━━━━━ TASK INPUTS
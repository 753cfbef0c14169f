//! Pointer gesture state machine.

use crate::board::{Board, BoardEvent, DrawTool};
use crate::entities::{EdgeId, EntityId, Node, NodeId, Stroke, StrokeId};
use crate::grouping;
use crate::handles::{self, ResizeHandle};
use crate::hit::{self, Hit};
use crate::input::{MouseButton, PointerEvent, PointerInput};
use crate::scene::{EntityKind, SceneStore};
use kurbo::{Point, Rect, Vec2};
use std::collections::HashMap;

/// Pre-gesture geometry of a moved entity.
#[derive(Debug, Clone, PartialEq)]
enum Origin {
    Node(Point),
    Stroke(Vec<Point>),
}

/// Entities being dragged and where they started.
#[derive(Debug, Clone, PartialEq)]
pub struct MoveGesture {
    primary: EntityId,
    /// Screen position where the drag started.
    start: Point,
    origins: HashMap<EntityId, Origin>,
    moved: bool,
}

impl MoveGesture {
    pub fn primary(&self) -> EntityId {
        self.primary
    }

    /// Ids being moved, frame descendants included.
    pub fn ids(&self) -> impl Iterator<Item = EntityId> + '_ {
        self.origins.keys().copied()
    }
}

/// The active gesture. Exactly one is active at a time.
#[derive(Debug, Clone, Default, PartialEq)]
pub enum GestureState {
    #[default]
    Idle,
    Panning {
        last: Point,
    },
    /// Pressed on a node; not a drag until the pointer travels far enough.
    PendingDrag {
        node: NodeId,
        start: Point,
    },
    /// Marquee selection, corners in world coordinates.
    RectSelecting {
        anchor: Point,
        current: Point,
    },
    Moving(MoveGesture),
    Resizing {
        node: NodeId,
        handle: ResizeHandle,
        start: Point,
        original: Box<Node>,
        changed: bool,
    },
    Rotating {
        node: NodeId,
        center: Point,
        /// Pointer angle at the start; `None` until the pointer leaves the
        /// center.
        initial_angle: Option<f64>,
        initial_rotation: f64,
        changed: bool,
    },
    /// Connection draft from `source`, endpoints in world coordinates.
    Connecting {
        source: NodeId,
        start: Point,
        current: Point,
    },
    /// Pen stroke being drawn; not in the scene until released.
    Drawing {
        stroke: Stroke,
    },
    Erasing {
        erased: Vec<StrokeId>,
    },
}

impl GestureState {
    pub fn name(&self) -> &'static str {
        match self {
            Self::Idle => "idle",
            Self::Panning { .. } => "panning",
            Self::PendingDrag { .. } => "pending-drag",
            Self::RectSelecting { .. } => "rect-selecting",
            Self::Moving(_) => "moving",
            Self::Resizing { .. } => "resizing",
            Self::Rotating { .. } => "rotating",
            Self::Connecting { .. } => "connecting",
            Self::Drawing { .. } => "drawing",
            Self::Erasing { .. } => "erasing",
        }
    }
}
━━━━━━━━━━
━━━━━ TASK INPUTS
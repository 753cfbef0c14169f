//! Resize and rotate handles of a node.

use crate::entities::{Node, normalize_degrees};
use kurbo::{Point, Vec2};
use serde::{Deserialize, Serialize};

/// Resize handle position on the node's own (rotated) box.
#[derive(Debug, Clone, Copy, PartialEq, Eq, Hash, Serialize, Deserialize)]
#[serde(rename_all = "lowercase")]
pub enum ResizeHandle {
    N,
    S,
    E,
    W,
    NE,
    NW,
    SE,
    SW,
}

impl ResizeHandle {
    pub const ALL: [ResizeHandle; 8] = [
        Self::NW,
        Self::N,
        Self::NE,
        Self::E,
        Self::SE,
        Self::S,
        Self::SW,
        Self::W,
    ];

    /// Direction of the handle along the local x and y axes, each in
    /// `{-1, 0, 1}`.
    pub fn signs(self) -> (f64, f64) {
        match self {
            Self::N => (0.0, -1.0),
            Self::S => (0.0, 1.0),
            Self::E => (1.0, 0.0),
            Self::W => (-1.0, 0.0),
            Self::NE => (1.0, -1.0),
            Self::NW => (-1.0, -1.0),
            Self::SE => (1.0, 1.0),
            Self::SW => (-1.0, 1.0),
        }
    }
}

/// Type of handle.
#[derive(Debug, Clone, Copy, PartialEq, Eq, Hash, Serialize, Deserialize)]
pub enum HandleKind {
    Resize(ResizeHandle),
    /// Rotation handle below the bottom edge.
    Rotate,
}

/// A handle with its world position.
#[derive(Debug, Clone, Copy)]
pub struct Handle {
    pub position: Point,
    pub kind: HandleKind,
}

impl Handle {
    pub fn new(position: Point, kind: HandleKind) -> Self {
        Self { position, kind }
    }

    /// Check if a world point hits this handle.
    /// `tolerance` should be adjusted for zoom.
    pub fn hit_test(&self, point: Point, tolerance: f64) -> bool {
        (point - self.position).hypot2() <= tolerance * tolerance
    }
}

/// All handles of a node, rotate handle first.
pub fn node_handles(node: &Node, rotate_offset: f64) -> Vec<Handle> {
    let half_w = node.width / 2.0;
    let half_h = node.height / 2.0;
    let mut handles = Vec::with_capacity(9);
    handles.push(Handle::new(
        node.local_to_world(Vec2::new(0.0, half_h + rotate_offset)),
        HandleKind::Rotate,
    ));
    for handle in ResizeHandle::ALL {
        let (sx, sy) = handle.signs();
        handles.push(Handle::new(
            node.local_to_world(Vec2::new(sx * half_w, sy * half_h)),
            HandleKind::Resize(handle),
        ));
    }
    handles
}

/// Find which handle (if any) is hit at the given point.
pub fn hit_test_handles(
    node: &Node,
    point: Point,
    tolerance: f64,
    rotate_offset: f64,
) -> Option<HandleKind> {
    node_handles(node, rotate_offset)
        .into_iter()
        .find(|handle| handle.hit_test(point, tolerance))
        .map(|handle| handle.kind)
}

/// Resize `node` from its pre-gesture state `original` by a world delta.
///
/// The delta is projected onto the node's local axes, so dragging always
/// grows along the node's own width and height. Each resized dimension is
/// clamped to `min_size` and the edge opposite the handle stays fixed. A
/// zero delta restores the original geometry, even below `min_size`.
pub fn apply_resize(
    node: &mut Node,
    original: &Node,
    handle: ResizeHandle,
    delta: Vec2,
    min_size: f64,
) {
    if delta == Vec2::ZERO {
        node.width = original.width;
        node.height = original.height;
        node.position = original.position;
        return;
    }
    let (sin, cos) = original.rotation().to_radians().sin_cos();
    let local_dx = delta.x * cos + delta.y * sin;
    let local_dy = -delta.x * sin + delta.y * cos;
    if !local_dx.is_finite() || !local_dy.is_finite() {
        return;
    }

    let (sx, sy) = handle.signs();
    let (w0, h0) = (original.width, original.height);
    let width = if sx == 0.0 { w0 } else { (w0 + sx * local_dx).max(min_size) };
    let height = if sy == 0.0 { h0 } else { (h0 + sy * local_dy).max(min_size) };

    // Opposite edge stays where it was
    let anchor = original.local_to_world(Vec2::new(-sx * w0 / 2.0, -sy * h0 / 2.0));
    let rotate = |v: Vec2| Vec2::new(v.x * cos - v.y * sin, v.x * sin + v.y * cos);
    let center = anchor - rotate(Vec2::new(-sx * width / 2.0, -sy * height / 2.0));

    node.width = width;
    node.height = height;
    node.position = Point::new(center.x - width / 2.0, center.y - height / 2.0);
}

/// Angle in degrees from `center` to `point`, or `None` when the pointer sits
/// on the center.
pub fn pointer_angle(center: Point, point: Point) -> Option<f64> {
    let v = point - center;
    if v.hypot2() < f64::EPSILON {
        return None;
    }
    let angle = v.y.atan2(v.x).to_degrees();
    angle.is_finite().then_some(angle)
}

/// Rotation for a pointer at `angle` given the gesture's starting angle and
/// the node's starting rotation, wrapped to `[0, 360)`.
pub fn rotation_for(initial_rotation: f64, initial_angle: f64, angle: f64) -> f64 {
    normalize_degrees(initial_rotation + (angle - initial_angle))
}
━━━━━━━━━━
The lines above starting at the one that contains "let anchor = original.local_to_world(Vec2::new(-sx" and ending at the one that contains "node.width = width;" must be transcribed exactly, and no other lines may appear.

    let anchor = original.local_to_world(Vec2::new(-sx * w0 / 2.0, -sy * h0 / 2.0));
    let rotate = |v: Vec2| Vec2::new(v.x * cos - v.y * sin, v.x * sin + v.y * cos);
    let center = anchor - rotate(Vec2::new(-sx * width / 2.0, -sy * height / 2.0));

    node.width = width;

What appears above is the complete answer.